# [TASK DIRECTIONS]
Within the entries below, the lines from the one with "#[arg(short = 'i', long" through the one with "#[arg(short = 't', long" are to be set down exactly, both ends kept.

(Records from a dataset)
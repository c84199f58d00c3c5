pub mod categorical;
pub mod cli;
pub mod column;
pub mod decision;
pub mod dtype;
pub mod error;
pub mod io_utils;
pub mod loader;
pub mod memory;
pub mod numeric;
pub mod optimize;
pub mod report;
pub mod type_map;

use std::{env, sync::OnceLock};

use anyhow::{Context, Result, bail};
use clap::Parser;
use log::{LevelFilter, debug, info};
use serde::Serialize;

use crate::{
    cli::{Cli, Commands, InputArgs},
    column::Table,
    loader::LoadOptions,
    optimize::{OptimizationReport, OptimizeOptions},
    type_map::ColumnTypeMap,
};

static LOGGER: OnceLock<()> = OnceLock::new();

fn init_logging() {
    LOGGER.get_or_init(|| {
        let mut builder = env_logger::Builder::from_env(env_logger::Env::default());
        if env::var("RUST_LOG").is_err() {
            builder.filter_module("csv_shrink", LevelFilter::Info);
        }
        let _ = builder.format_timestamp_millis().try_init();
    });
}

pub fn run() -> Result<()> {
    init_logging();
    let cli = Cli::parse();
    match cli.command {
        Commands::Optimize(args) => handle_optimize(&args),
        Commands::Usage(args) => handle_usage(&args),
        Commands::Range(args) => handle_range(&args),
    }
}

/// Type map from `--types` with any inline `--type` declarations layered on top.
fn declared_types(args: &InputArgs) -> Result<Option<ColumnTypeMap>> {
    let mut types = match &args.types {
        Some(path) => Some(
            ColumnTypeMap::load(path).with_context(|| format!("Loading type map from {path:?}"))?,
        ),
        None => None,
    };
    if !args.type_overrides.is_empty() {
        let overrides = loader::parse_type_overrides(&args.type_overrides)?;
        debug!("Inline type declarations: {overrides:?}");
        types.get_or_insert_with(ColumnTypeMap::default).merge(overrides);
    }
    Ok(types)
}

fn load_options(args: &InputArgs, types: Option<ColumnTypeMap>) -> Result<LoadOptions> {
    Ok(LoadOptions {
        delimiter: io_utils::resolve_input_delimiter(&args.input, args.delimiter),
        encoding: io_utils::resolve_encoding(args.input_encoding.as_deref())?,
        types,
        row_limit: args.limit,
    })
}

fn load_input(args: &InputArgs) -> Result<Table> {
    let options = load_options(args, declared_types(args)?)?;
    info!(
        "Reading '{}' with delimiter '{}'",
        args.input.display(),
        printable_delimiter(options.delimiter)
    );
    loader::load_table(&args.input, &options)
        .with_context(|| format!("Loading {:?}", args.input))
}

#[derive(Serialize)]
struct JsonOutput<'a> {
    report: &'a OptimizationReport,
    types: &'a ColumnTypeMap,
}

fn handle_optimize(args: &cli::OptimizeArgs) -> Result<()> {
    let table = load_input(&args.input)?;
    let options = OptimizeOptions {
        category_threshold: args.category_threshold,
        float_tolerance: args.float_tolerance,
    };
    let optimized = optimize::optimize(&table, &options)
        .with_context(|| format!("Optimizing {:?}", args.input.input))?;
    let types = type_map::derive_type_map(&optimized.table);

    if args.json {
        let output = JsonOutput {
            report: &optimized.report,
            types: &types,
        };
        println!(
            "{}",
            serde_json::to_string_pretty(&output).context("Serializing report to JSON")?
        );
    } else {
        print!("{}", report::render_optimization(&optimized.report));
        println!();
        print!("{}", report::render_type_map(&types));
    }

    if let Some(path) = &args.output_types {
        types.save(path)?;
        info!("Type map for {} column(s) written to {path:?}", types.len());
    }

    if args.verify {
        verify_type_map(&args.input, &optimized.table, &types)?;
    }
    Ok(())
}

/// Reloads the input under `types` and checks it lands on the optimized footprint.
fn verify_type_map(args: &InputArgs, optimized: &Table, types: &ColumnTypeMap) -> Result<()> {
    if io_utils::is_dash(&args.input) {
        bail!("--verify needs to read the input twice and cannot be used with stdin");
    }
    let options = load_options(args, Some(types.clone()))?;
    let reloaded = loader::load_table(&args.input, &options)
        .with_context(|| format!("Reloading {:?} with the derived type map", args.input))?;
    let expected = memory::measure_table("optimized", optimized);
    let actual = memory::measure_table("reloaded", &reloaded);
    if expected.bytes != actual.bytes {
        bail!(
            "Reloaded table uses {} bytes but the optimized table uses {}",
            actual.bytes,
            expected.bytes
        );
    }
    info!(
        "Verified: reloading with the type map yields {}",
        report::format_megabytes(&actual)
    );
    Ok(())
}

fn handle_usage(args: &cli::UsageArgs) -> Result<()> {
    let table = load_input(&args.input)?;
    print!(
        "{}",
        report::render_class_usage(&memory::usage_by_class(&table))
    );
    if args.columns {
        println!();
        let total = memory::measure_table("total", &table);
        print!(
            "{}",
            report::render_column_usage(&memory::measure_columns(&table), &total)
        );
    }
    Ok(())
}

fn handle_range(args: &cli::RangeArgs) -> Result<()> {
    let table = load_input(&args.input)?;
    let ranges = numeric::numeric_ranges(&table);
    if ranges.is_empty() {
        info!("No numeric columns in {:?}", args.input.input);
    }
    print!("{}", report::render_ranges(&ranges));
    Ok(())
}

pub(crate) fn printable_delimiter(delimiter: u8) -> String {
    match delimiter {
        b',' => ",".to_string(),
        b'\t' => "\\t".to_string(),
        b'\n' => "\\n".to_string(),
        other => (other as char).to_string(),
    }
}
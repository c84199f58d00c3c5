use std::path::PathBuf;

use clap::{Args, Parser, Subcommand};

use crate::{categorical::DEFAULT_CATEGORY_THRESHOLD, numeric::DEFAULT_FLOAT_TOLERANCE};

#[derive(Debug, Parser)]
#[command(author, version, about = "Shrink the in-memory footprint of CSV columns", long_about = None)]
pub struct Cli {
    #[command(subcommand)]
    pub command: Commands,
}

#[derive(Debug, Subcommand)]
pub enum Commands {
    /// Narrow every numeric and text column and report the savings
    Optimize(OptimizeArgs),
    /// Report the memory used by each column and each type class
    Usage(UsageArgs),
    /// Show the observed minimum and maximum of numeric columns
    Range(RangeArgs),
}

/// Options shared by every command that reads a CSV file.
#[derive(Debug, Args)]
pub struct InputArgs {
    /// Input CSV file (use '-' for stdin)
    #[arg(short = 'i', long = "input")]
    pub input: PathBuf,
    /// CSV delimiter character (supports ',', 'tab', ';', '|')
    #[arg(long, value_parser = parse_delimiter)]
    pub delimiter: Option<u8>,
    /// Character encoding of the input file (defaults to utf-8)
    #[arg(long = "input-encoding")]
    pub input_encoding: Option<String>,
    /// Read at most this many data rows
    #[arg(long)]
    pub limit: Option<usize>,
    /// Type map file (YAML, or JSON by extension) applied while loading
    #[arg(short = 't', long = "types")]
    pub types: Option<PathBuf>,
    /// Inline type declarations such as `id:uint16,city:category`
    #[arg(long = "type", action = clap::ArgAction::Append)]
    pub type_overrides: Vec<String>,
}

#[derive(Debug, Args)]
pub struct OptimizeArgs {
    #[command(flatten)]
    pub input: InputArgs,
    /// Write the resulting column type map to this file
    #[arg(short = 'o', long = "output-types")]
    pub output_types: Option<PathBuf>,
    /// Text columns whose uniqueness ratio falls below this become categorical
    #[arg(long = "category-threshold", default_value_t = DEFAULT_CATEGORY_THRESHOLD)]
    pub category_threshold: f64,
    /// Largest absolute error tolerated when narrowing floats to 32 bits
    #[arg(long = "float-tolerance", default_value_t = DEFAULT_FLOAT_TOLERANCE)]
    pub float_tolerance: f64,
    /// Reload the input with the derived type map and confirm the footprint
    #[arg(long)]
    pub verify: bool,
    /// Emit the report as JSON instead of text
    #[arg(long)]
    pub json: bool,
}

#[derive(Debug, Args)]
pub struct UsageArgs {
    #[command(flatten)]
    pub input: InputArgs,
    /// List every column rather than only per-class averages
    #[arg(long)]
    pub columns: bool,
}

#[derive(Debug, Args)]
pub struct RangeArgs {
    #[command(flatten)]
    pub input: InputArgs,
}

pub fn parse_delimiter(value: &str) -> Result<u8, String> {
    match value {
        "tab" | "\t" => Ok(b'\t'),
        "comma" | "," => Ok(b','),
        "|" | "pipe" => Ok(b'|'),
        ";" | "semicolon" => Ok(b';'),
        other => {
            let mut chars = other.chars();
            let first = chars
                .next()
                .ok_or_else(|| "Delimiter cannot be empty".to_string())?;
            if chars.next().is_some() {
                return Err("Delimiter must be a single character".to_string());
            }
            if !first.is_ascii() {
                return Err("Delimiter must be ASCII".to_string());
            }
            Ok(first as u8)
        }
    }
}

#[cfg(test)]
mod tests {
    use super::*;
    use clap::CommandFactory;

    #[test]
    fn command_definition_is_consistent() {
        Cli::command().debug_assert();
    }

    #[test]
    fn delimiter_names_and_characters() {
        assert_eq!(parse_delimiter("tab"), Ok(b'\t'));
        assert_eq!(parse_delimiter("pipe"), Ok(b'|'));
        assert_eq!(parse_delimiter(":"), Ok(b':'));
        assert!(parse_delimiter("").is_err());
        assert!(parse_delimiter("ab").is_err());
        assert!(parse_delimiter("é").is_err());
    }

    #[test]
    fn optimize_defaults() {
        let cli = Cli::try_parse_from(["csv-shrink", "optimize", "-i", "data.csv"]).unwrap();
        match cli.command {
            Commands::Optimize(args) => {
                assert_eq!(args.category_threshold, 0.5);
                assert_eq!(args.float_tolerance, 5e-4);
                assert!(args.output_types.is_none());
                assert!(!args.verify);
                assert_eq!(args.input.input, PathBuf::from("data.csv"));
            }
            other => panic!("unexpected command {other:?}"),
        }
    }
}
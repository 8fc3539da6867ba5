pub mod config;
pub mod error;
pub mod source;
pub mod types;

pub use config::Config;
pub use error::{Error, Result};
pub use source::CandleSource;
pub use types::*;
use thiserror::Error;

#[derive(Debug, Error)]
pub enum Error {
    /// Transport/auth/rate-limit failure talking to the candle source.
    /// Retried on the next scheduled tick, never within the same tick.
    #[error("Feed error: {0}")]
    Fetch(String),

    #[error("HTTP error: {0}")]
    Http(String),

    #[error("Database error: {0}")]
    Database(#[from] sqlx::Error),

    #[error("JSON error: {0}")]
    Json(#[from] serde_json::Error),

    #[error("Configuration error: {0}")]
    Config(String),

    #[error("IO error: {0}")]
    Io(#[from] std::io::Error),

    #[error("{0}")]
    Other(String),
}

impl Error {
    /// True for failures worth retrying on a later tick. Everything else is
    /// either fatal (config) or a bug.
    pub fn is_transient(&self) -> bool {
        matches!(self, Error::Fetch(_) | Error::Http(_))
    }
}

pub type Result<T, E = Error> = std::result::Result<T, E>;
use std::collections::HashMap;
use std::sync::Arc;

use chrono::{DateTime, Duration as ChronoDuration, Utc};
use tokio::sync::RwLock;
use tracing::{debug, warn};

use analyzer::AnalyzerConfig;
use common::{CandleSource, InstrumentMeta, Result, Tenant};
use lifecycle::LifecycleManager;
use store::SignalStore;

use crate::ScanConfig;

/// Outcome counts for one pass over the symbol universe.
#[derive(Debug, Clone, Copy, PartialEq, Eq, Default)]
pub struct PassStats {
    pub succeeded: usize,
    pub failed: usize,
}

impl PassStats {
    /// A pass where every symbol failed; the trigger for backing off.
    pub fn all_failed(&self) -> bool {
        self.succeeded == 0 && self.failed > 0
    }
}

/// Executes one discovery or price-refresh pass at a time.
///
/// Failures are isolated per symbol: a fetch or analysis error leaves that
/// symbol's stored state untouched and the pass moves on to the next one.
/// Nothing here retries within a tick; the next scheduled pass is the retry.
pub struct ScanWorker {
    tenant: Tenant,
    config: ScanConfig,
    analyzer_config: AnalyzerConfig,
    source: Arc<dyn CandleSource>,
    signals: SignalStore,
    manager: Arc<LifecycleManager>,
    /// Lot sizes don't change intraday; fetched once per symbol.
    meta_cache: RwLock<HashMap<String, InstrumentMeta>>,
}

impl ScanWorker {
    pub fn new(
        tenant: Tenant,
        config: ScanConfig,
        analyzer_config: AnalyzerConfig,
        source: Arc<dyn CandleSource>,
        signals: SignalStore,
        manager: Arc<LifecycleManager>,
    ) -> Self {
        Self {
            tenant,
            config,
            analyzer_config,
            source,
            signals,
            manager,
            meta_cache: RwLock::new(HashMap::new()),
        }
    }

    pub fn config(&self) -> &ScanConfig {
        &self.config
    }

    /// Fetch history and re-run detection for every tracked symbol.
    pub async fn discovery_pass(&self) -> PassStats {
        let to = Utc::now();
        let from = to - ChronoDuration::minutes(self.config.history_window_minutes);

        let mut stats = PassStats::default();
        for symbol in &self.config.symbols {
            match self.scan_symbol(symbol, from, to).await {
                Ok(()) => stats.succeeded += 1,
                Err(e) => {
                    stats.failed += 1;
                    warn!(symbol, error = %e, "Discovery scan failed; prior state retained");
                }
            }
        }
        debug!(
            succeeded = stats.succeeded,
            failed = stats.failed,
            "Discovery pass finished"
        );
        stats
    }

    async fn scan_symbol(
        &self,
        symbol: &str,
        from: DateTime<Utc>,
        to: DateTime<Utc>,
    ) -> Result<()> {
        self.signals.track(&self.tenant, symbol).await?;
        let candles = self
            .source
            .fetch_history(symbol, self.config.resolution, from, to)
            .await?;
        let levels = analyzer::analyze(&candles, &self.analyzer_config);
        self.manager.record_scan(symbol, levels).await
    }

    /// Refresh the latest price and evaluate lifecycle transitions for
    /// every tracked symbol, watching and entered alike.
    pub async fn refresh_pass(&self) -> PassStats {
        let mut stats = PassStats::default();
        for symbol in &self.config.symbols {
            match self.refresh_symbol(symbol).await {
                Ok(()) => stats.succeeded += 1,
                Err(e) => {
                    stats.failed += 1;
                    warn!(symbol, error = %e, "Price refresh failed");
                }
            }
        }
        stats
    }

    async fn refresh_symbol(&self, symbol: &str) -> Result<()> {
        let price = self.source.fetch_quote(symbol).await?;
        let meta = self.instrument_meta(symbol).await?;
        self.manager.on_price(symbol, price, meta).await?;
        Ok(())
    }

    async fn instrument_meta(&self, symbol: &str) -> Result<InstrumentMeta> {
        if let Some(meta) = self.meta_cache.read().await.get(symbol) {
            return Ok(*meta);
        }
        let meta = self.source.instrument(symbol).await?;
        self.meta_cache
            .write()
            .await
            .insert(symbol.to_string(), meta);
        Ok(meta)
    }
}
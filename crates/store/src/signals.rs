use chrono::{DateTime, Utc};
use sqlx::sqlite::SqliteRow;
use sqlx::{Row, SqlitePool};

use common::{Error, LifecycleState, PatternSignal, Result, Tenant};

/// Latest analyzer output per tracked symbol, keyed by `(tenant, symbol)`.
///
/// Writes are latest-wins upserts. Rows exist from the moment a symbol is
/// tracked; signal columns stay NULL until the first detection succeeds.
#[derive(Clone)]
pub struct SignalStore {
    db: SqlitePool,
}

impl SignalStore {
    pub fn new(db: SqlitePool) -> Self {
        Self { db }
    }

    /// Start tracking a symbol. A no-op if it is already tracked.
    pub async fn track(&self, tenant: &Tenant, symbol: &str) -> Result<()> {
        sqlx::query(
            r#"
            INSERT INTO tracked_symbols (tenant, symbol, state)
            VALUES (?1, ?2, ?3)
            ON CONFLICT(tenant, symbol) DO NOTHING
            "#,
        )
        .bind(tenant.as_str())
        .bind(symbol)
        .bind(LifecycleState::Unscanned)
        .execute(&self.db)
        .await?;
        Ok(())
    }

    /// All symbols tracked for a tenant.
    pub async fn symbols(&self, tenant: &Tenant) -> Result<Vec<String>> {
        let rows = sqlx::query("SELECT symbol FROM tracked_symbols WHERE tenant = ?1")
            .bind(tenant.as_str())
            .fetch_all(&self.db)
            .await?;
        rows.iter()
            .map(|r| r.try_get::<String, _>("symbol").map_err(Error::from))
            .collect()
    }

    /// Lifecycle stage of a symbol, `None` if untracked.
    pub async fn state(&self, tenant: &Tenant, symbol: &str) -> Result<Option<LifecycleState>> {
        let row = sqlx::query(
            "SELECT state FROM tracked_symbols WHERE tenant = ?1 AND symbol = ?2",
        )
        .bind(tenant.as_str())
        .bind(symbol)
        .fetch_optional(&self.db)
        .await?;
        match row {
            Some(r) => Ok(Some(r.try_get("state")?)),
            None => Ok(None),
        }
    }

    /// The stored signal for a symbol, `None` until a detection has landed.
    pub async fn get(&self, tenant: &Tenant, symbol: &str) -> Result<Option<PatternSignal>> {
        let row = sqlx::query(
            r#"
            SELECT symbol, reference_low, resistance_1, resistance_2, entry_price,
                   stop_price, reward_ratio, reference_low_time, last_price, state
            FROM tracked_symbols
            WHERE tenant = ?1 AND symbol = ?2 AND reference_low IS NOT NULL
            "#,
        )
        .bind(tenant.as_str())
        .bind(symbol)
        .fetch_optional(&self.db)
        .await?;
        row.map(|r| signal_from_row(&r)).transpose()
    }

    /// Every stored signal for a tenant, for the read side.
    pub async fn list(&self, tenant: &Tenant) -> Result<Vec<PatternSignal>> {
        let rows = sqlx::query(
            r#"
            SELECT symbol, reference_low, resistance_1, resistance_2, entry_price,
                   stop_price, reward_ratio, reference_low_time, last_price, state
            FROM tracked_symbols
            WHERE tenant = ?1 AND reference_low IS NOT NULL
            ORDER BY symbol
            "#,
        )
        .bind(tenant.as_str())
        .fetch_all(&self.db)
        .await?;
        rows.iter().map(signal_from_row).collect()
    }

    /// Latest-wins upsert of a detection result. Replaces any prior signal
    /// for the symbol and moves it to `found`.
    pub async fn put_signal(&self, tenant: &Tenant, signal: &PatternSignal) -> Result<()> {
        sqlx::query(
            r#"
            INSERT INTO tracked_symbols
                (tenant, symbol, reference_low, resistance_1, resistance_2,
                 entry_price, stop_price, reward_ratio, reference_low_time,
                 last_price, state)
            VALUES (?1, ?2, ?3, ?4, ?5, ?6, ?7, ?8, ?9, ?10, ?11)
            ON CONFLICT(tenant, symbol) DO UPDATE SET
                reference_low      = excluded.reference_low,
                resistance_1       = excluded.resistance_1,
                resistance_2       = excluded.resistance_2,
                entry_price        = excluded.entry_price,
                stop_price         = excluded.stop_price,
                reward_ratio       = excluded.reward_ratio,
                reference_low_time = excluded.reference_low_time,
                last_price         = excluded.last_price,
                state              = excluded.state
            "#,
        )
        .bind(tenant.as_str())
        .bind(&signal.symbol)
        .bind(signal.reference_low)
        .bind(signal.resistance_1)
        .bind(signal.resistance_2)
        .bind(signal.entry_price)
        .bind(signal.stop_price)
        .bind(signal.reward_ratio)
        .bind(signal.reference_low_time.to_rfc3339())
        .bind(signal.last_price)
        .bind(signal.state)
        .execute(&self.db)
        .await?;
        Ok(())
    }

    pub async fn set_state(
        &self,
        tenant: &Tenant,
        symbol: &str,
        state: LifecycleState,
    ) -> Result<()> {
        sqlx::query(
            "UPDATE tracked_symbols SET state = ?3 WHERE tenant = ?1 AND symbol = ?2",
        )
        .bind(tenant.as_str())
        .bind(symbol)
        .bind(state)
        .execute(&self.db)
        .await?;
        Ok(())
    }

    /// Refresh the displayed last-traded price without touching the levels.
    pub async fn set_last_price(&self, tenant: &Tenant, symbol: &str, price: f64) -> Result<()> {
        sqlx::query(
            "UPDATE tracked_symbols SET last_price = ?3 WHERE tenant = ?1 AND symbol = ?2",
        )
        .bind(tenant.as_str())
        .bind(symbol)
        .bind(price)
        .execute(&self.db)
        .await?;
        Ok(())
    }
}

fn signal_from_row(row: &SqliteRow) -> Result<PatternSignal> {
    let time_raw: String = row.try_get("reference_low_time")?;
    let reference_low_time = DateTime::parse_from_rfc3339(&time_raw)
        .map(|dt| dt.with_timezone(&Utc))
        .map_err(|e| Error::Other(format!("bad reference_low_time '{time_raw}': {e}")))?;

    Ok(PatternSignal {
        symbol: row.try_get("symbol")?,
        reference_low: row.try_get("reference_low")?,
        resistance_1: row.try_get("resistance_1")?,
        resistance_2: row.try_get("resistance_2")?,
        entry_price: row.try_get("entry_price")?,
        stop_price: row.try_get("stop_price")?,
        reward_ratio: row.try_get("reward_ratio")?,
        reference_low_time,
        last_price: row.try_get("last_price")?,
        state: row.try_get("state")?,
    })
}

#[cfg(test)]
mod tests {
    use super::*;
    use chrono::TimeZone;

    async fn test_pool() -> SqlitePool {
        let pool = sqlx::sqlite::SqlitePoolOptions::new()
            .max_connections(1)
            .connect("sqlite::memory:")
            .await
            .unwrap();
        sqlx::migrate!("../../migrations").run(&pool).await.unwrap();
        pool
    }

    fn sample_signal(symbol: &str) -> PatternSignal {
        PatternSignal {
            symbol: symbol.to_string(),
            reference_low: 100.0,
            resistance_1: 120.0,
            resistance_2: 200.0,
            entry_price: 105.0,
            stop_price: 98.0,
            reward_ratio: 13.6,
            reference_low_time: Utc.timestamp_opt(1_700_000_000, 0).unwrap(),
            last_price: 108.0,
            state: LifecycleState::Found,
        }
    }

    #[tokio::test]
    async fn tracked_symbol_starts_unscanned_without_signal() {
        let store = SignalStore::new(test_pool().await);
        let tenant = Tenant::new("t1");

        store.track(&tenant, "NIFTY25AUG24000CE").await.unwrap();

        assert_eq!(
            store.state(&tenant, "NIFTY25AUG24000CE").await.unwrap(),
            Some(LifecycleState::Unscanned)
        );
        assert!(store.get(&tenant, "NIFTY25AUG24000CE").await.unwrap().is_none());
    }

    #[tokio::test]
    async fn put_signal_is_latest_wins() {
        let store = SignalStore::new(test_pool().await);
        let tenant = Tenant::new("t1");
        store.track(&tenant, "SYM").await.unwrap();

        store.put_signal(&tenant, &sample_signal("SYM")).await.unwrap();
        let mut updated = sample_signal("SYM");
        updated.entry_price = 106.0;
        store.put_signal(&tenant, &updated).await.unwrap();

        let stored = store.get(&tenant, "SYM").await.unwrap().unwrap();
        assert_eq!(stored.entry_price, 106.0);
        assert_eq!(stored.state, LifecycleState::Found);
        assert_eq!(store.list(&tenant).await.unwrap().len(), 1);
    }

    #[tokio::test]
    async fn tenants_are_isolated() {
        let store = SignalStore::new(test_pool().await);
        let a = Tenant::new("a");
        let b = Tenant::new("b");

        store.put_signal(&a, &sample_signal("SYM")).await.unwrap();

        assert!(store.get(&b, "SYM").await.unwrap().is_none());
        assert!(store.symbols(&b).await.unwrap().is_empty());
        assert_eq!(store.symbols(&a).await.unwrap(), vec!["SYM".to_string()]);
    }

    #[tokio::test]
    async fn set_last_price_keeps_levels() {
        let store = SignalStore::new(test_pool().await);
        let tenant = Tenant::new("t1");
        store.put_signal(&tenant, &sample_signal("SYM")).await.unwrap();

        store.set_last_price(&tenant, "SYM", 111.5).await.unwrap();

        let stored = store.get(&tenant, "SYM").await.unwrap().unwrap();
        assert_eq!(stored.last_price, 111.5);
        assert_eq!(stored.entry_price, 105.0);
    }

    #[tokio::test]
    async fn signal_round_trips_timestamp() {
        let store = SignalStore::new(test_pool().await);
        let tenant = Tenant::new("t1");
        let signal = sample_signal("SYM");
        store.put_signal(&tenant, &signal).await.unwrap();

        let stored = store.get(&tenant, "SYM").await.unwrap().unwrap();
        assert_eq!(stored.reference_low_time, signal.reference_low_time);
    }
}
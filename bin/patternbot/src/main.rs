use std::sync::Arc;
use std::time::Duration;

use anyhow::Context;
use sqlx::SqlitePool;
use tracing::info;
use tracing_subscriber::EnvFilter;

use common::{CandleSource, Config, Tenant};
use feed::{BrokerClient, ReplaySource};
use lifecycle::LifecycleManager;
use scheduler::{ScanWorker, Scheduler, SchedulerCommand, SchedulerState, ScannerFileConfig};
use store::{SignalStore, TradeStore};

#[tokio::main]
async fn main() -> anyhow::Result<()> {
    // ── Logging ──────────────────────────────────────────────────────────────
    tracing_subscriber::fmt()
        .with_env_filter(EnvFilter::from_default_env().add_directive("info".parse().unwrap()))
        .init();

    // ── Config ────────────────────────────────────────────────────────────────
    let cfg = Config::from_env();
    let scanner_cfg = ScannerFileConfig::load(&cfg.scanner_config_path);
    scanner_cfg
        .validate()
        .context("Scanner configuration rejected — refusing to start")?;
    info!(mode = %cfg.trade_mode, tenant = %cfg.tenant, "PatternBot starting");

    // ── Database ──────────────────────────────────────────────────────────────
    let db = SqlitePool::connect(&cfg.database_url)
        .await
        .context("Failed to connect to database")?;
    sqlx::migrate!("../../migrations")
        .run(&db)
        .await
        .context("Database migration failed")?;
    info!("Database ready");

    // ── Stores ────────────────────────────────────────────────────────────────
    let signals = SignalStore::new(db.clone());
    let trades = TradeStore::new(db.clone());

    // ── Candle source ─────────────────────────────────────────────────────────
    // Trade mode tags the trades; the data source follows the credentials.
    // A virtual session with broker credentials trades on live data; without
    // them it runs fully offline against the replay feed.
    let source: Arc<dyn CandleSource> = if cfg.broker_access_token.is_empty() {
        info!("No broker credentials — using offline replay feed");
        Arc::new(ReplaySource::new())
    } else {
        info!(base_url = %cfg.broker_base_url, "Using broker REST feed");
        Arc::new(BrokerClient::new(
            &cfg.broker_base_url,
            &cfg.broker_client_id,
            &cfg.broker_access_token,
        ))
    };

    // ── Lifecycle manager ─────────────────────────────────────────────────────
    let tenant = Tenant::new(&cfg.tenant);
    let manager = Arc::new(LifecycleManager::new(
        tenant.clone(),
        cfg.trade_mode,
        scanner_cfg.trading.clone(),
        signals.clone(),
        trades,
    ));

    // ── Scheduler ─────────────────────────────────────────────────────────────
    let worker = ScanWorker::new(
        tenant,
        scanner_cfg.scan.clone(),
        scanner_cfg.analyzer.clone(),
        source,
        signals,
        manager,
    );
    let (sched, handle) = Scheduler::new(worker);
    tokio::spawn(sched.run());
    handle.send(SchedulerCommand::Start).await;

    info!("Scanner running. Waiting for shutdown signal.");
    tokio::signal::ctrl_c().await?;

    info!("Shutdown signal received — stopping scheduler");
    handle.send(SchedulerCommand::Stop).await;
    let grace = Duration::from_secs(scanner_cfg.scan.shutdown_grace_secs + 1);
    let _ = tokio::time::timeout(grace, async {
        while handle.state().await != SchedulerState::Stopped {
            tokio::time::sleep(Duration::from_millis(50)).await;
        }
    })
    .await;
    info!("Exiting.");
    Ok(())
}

# [TASK OUTPUT]
    #[arg(short = 'i', long = "input")]
    pub input: PathBuf,
    /// CSV delimiter character (supports ',', 'tab', ';', '|')
    #[arg(long, value_parser = parse_delimiter)]
    pub delimiter: Option<u8>,
    /// Character encoding of the input file (defaults to utf-8)
    #[arg(long = "input-encoding")]
    pub input_encoding: Option<String>,
    /// Read at most this many data rows
    #[arg(long)]
    pub limit: Option<usize>,
    /// Type map file (YAML, or JSON by extension) applied while loading
    #[arg(short = 't', long = "types")]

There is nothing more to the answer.